The supply and distribution chains that enable shipment of goods from manufacturing source to end customer locations have seen larger transformations over the last few decades. Supply chains have evolved to enable organizations to manufacture products with larger product variety to meet individual customer preferences as well as act as a catalyst to provide technological innovation as perishability of the goods is more acceptable irrespective of the nature of the product or the commodity. The concept of perishability inherently refers to product life cycle dimension rather than taking it literally for the product perishability definition. Inventory control effectively contributes to significant amount of the total supply chain costs, and over the last decade, the combination of the factors such as market demand, inventory costs, changing customer preferences, and many other factors has ensured that many products do have minimal life cycle length of few years rather than decades. Chen et al. [1] present a case-based multi-criteria ABC analysis including factors such as lead time and criticality of SKUs that provides more flexibility in classification of SKUs. Jiang and Sheng [2] present a case-based reinforcement learning algorithm for dynamic inventory control in a multi-agent-based supply chain system with the premise that traditional time-triggered and event-triggered ordering policies become inaccurate causing excessive inventory (cost) or shortage. Kim et al. [3] employed the reinforcement learning algorithm for attaining a satisfactory service level in n-echelon supply chain. Hsueh [4] explores the effects of product life cycle on inventory control in manufacturing/re-manufacturing system and determines optimal production lot size, reorder point, and safety stock during each phase of product life cycle. Sun and Zhao [5] in their paper model Q-learning algorithm as a reinforcement learning approach for specifying ordering policies of the supply chain with five stages. In another work, Mortazavi et al. [6] use an agent-based simulation technique integrated with a reinforcement learning algorithm for a four-echelon supply chain that faces non-stationary customer demands. Kara and Dogan [7] address the inventory management problem of perishable products and present a reinforcement learning which is used in their research work, and the policies are optimized using Q-learning and Sarsa algorithms.

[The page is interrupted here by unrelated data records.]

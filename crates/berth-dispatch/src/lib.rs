// Copyright (C) 2025 SyncMyOrders Sp. z o.o.
// SPDX-License-Identifier: AGPL-3.0-or-later
//! Berth Dispatch - serving requests inside a worker process
//!
//! A worker binds one listening socket and runs one or more
//! [`DispatchLoop`]s over it, each on its own thread:
//!
//! ```text
//!            ┌───────────────┐
//!  client ──▶│ listen socket │◀── try_clone ──┐
//!            └───────┬───────┘                │
//!                    │ accept                 │
//!         ┌──────────▼──────────┐  ┌──────────┴──────────┐
//!         │ DispatchLoop (t#1)  │  │ DispatchLoop (t#2)  │
//!         │ parse → process →   │  │        ...          │
//!         │ finalize → keepalive│  │                     │
//!         └─────────────────────┘  └─────────────────────┘
//! ```
//!
//! `PING` and `OOBW` requests are answered by the loop itself; everything
//! else goes to a [`RequestHandler`].
//!
//! # Usage
//!
//! ```ignore
//! let listener = Listener::bind(&ServerAddress::tcp("127.0.0.1", 0))?;
//! let config = DispatchConfig::new().with_keepalive(true);
//! let thread = DispatchLoop::new(listener, config, Arc::new(MyHandler)).spawn()?;
//! // ...
//! thread.interrupt();
//! thread.join()?;
//! ```

pub mod config;
pub mod connection;
pub mod dispatch;
pub mod error;
pub mod handler;
pub mod interruption;
pub mod parser;
pub mod request;

pub use config::{ConfigError, DispatchConfig, Protocol};
pub use connection::{Connection, Listener};
pub use dispatch::{DispatchLoop, DispatchThread};
pub use error::DispatchError;
pub use handler::{LifecycleHooks, NoHooks, RequestHandler};
pub use interruption::{InterruptHandle, Interruption, LoopStatus};
pub use parser::{HttpParser, RequestParser, SessionParser};
pub use request::Request;
// Copyright (C) 2025 SyncMyOrders Sp. z o.o.
// SPDX-License-Identifier: AGPL-3.0-or-later
//! Channel tests over real sockets, including descriptor passing.

use std::io::{Read, Write};
use std::os::fd::AsFd;

use berth_protocol::session::{self, Headers};
use berth_protocol::{Channel, ChannelError};
use tokio::net::{TcpListener, TcpStream, UnixStream};

#[tokio::test]
async fn test_messages_over_unix_socket_pair() {
    let (a, b) = UnixStream::pair().unwrap();
    let mut left = Channel::new(a);
    let mut right = Channel::new(b);

    left.write_message(&["spawn", "app"]).await.unwrap();
    assert_eq!(
        right.read_message().await.unwrap().unwrap(),
        vec!["spawn", "app"]
    );

    right.write_message(&["ok"]).await.unwrap();
    drop(right);
    assert_eq!(left.read_message().await.unwrap().unwrap(), vec!["ok"]);
    assert!(left.read_message().await.unwrap().is_none());
}

#[tokio::test]
async fn test_session_block_over_tcp() {
    let listener = TcpListener::bind("127.0.0.1:0").await.unwrap();
    let addr = listener.local_addr().unwrap();

    let client = tokio::spawn(async move {
        let stream = TcpStream::connect(addr).await.unwrap();
        let mut channel = Channel::new(stream);
        let block = session::encode_headers([("REQUEST_METHOD", "GET"), ("PATH_INFO", "/")]);
        channel.write_scalar(&block).await.unwrap();
    });

    let (stream, _) = listener.accept().await.unwrap();
    let mut channel = Channel::new(stream);
    let block = channel.read_scalar(128 * 1024).await.unwrap().unwrap();
    let headers: Headers = session::decode_headers(&block).unwrap();
    assert_eq!(headers["REQUEST_METHOD"], "GET");
    assert_eq!(headers["PATH_INFO"], "/");
    client.await.unwrap();
}

#[tokio::test]
async fn test_pass_tcp_socket_descriptor() {
    let listener = TcpListener::bind("127.0.0.1:0").await.unwrap();
    let addr = listener.local_addr().unwrap();
    let client = TcpStream::connect(addr).await.unwrap();
    let (server_side, _) = listener.accept().await.unwrap();
    let client_local = client.local_addr().unwrap();

    let (a, b) = UnixStream::pair().unwrap();
    let mut sender = Channel::new(a);
    let mut receiver = Channel::new(b);

    let server_std = server_side.into_std().unwrap();
    sender.send_fd(server_std.as_fd()).await.unwrap();
    let received = receiver.recv_fd().await.unwrap();
    drop(server_std);

    let mut passed = std::net::TcpStream::from(received);
    assert_eq!(passed.peer_addr().unwrap(), client_local);

    passed.set_nonblocking(false).unwrap();
    passed.write_all(b"through the pipe").unwrap();
    drop(passed);

    let mut client_std = client.into_std().unwrap();
    client_std.set_nonblocking(false).unwrap();
    let mut received_text = String::new();
    client_std.read_to_string(&mut received_text).unwrap();
    assert_eq!(received_text, "through the pipe");
}

#[tokio::test]
async fn test_negotiated_descriptor_passing() {
    let file = tempfile::tempfile().unwrap();
    let (a, b) = UnixStream::pair().unwrap();
    let mut sender = Channel::new(a);
    let mut receiver = Channel::new(b);

    let send = tokio::spawn(async move {
        sender.send_fd_negotiated(file.as_fd()).await.unwrap();
        file
    });
    let received = receiver.recv_fd_negotiated().await.unwrap();
    let mut original = send.await.unwrap();

    let mut passed = std::fs::File::from(received);
    passed.write_all(b"shared").unwrap();

    use std::io::{Seek, SeekFrom};
    original.seek(SeekFrom::Start(0)).unwrap();
    let mut contents = String::new();
    original.read_to_string(&mut contents).unwrap();
    assert_eq!(contents, "shared");
}

#[tokio::test]
async fn test_recv_fd_without_descriptor() {
    let (a, b) = UnixStream::pair().unwrap();
    let mut sender = Channel::new(a);
    let mut receiver = Channel::new(b);

    sender.write_scalar(b"x").await.unwrap();
    let err = receiver.recv_fd().await.unwrap_err();
    assert!(matches!(err, ChannelError::NoDescriptor));
}

#[tokio::test]
async fn test_negotiation_rejects_unexpected_message() {
    let (a, b) = UnixStream::pair().unwrap();
    let mut sender = Channel::new(a);
    let mut peer = Channel::new(b);

    peer.write_message(&["hello"]).await.unwrap();
    let file = tempfile::tempfile().unwrap();
    let err = sender.send_fd_negotiated(file.as_fd()).await.unwrap_err();
    match err {
        ChannelError::UnexpectedNegotiation { expected, actual } => {
            assert_eq!(expected, "pass IO");
            assert_eq!(actual, Some(vec!["hello".to_string()]));
        }
        other => panic!("unexpected error: {other}"),
    }
}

The markets are connected globally with enhanced visibility and ensuring that multiple nodes in the supply chain are sufficiently proactive. Push- and pull-based strategies in supply chain flows help organizations to carve out strategic and tactical plans based on market needs. A push-based supply chain, where upstream nodes drive the inventory flows, is used when the products or goods have low demand uncertainty. Pull-based strategy, where the downstream nodes pull inventories from upstream node, is used when products have high demand uncertainty. Baryannis et al. [8] provide a comprehensive review of supply chain literature that addresses problems relevant to SCRM using approaches that fall within the AI spectrum. Lolli et al. [9] use supervised classifiers based on the machine learning to perform a limited exhaustive search to define the best reorder policies per item by presenting the lowest cost classification of in-sample items. Priore et al. [10] employ an inductive learning algorithm for defining the most appropriate replenishment policy over time by reacting to the environmental changes in a three-echelon supply chain where the scenario is defined by seven variables viz., cost structure, demand variability, three lead times, and two partners’ inventory policy.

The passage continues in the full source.